O abandono dos herbicidas pode aumentar os custos diretos das autarquias com a deservagem a curto prazo, mas a médio-longo prazo os custos poderão ser iguais, ou mesmo inferiores, aos do uso de glifosato à medida que se fazem ajustes na conceção dos espaços, sendo que há um benefício imediato para o ambiente e na saúde pública com o seu abandono. Formação e cooperação são elementos fundamentais nesse
percurso.
Estas lições a reter e testemunhos chegam-nos através da campanha europeia Localidades sem Pesticidas (Pesticide Free Towns), da PAN – Pesticide Action Network, precisamente com o objetivo de reunir e partilhar informação sobre abordagens e práticas livres de pesticidas em várias autarquias europeias.

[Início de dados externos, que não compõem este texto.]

use super::{
    error::{GrabError, GrabResult},
    types::Handedness,
};
use crate::models::smpl_x;
use enum_map::EnumMap;
use grab_utils::array::{max_index, GatherPerFrame};
use ndarray as nd;
use std::collections::HashMap;
use strum::IntoEnumIterator;

/// Hand joints of one side, wrist first, named without the side prefix
pub const HAND_JOINTS: [&str; 16] = [
    "wrist", "index1", "index2", "index3", "middle1", "middle2", "middle3", "pinky1", "pinky2", "pinky3", "ring1", "ring2", "ring3", "thumb1",
    "thumb2", "thumb3",
];
/// Fingertip vertices of one side, named without the side prefix
pub const HAND_TIPS: [&str; 5] = ["thumb", "index", "middle", "ring", "pinky"];

/// Maps landmark names to rows of a model's joint and vertex outputs
#[derive(Debug, Clone)]
pub struct SemanticIndexTable {
    joints: HashMap<String, usize>,
    vertices: HashMap<String, usize>,
}

impl SemanticIndexTable {
    pub fn new<S: AsRef<str>>(joint_names: &[S], vertex_ids: &[(S, usize)]) -> Self {
        let joints = joint_names.iter().enumerate().map(|(i, n)| (n.as_ref().to_string(), i)).collect();
        let vertices = vertex_ids.iter().map(|(n, i)| (n.as_ref().to_string(), *i)).collect();
        Self { joints, vertices }
    }

    /// Table of the extended SMPL-X joint set and its named vertices
    pub fn smplx() -> Self {
        Self::new(&smpl_x::JOINT_NAMES, &smpl_x::VERTEX_IDS)
    }

    pub fn joint_index(&self, name: &str) -> GrabResult<usize> {
        self.joints.get(name).copied().ok_or_else(|| GrabError::UnknownLandmark {
            name: name.to_string(),
            table: "joint",
        })
    }

    pub fn vertex_index(&self, name: &str) -> GrabResult<usize> {
        self.vertices.get(name).copied().ok_or_else(|| GrabError::UnknownLandmark {
            name: name.to_string(),
            table: "vertex",
        })
    }

    /// Indices in the order of ``names``
    pub fn joint_indices<S: AsRef<str>>(&self, names: &[S]) -> GrabResult<Vec<usize>> {
        names.iter().map(|n| self.joint_index(n.as_ref())).collect()
    }

    pub fn vertex_indices<S: AsRef<str>>(&self, names: &[S]) -> GrabResult<Vec<usize>> {
        names.iter().map(|n| self.vertex_index(n.as_ref())).collect()
    }

    /// Slices [T,J,3] joints down to ``names``, rows follow the order of ``names``
    pub fn select_joints<S: AsRef<str>>(&self, joints: &nd::Array3<f32>, names: &[S]) -> GrabResult<nd::Array3<f32>> {
        let idx = self.joint_indices(names)?;
        select_rows(joints, &idx, "joint")
    }

    pub fn select_vertices<S: AsRef<str>>(&self, verts: &nd::Array3<f32>, names: &[S]) -> GrabResult<nd::Array3<f32>> {
        let idx = self.vertex_indices(names)?;
        select_rows(verts, &idx, "vertex")
    }
}

fn select_rows(arr: &nd::Array3<f32>, idx: &[usize], what: &'static str) -> GrabResult<nd::Array3<f32>> {
    let available = arr.shape()[1];
    if let Some(bad) = max_index(idx).filter(|&i| i >= available) {
        return Err(GrabError::invalid_params(
            "body",
            format!("{what} index {bad} is out of range for an output with {available} rows"),
        ));
    }
    Ok(arr.gather_per_frame(idx))
}

/// Landmark names of one hand
#[derive(Debug, Clone)]
pub struct HandLandmarks {
    pub joint_names: Vec<String>,
    pub tip_names: Vec<String>,
}

impl HandLandmarks {
    pub fn for_side(side: Handedness) -> Self {
        Self {
            joint_names: HAND_JOINTS.iter().map(|j| format!("{}{j}", side.joint_prefix())).collect(),
            tip_names: HAND_TIPS.iter().map(|t| format!("{}{t}", side.tip_prefix())).collect(),
        }
    }
}

/// Resolved joint and fingertip rows of one hand
#[derive(Debug, Clone, Default)]
pub struct HandIndices {
    pub joints: Vec<usize>,
    pub tips: Vec<usize>,
}

/// Hand landmark rows of both sides, resolved once against a table before the
/// run starts so a missing name stops the run instead of failing every sequence
#[derive(Debug, Clone, Default)]
pub struct HandSelectors {
    pub sides: EnumMap<Handedness, HandIndices>,
}

impl HandSelectors {
    pub fn resolve(table: &SemanticIndexTable) -> GrabResult<Self> {
        let mut sides: EnumMap<Handedness, HandIndices> = EnumMap::default();
        for side in Handedness::iter() {
            let names = HandLandmarks::for_side(side);
            sides[side] = HandIndices {
                joints: table.joint_indices(&names.joint_names)?,
                tips: table.vertex_indices(&names.tip_names)?,
            };
        }
        Ok(Self { sides })
    }

    pub fn joints(&self, side: Handedness, joints: &nd::Array3<f32>) -> GrabResult<nd::Array3<f32>> {
        select_rows(joints, &self.sides[side].joints, "joint")
    }

    pub fn tips(&self, side: Handedness, verts: &nd::Array3<f32>) -> GrabResult<nd::Array3<f32>> {
        select_rows(verts, &self.sides[side].tips, "vertex")
    }
}

#[cfg(test)]
mod tests {
    use super::*;

    #[test]
    fn selection_follows_requested_order() {
        let table = SemanticIndexTable::new(&["pelvis", "index2", "wrist", "index1"], &[]);
        let joints = nd::Array3::from_shape_fn((2, 4, 3), |(t, j, c)| (t * 100 + j * 10 + c) as f32);
        let sel = table.select_joints(&joints, &["wrist", "index1", "index2"]).unwrap();
        assert_eq!(sel.dim(), (2, 3, 3));
        for t in 0..2 {
            assert_eq!(sel.slice(nd::s![t, 0, ..]), joints.slice(nd::s![t, 2, ..]));
            assert_eq!(sel.slice(nd::s![t, 1, ..]), joints.slice(nd::s![t, 3, ..]));
            assert_eq!(sel.slice(nd::s![t, 2, ..]), joints.slice(nd::s![t, 1, ..]));
        }
    }

    #[test]
    fn unknown_name_is_fatal() {
        let table = SemanticIndexTable::new(&["wrist"], &[("tip", 3)]);
        let err = table.joint_index("elbow").unwrap_err();
        assert!(err.is_fatal());
        assert!(matches!(table.vertex_index("nose"), Err(GrabError::UnknownLandmark { table: "vertex", .. })));
        assert_eq!(table.vertex_index("tip").unwrap(), 3);
    }

    #[test]
    fn smplx_table_resolves_both_hands() {
        let selectors = HandSelectors::resolve(&SemanticIndexTable::smplx()).unwrap();
        let left = &selectors.sides[Handedness::Left];
        let right = &selectors.sides[Handedness::Right];
        assert_eq!(left.joints.len(), 16);
        assert_eq!(left.joints[0], 20);
        assert_eq!(right.joints[0], 21);
        assert_eq!(right.tips, vec![8079, 7669, 7794, 7905, 8022]);
        assert_eq!(left.tips[0], 5361);
    }

    #[test]
    fn out_of_range_rows_are_rejected() {
        let table = SemanticIndexTable::new(&["a", "b"], &[("far", 100)]);
        let verts = nd::Array3::<f32>::zeros((1, 10, 3));
        assert!(table.select_vertices(&verts, &["far"]).is_err());
    }

    #[test]
    fn side_names_are_prefixed() {
        let right = HandLandmarks::for_side(Handedness::Right);
        assert_eq!(right.joint_names[0], "right_wrist");
        assert_eq!(right.tip_names[4], "rpinky");
    }
}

Desafios e oportunidades e um convite à AÇÃO! Apesar da abordagem sem herbicidas e mais natural colocar alguns desafios, as vantagens e oportunidades são inúmeras pelo que vale a pena todos os esforços para as alcançar. Um dos pedidos da campanha é a mobilização dos cidadãos, pois os responsáveis autárquicos serão mais sensíveis quanto maior for a consciência e pressão da população, e também para facilitar a discussão e a implementação de algumas soluções, uma vez que a cooperação com a população é importante para melhores resultados. Assim, têm-se gerado vários movimentos cívicos em torno desta causa que procuramos dar apoio, nomeadamente na preparação de propostas concretas às respetivas autarquias para a renaturalização e na partilha na gestão de alguns espaços públicos. Cada cm2 conta! E somos todos necessários neste processo. Por outro lado, a campanha disponibiliza um programa de formação às autarquias dirigido aos técnicos, operacionais, empresas concessionárias. Se não respeitarmos a natureza e não dermos a devida importância à infraestutura verde… a natureza não desiste de procurar novos equilíbrios para manter pelo menos a funções vitais, que são cobertura total do solo e fotossíntese! A tentativa de permanente controlo da natureza, que além de um desperdício está condenada ao fracasso! Pior que o erro é insistir no erro!
No contexto da nova Estratégia Europeia para a Biodiversidade, com o lema muito oportuno que é “Trazer a natureza de volta à nossa vida”, da Década do Restauro dos Ecossistemas 2021–2030 e de este ano de 2021, ser também ano de eleições autárquicas, impõe-se acima de tudo inverter o ciclo de mais perturbação e destruição da Natureza e refletir na ação local a prioridade às «Soluções Baseadas na Natureza», à criação de matas municipais que recriem o bosque natural há muito perdido! Apesar de algumas condicionantes, o poder local tem autonomia e capacidade de liderar processos de mudança, como o demonstram as autarquias pioneiras no abandono dos herbicidas. É chegado o momento de um reforço do trabalho em rede para uma regeneração efetiva. É chegado o momento de interiorizar as nossas escolhas para melhores decisões sobre onde investir a nossa energia vital! Só podia terminar com um convite à ação! Que localmente se criem mais dinâmicas, mas articuladas, e que se juntem todos os que possam contribuir para consolidar e expandir este programa de formação, alargar parcerias na construção de uma rede de formadores em sintonia conteúdos e na melhor forma de os transmitir. Todo o processo de mudança representa um desafio, mas a cooperação e trabalho em rede dos vários setores da sociedade facilitará uma transição benéfica. É com uma postura proactiva que a Quercus se mantem disponível para fazer parte desta mudança!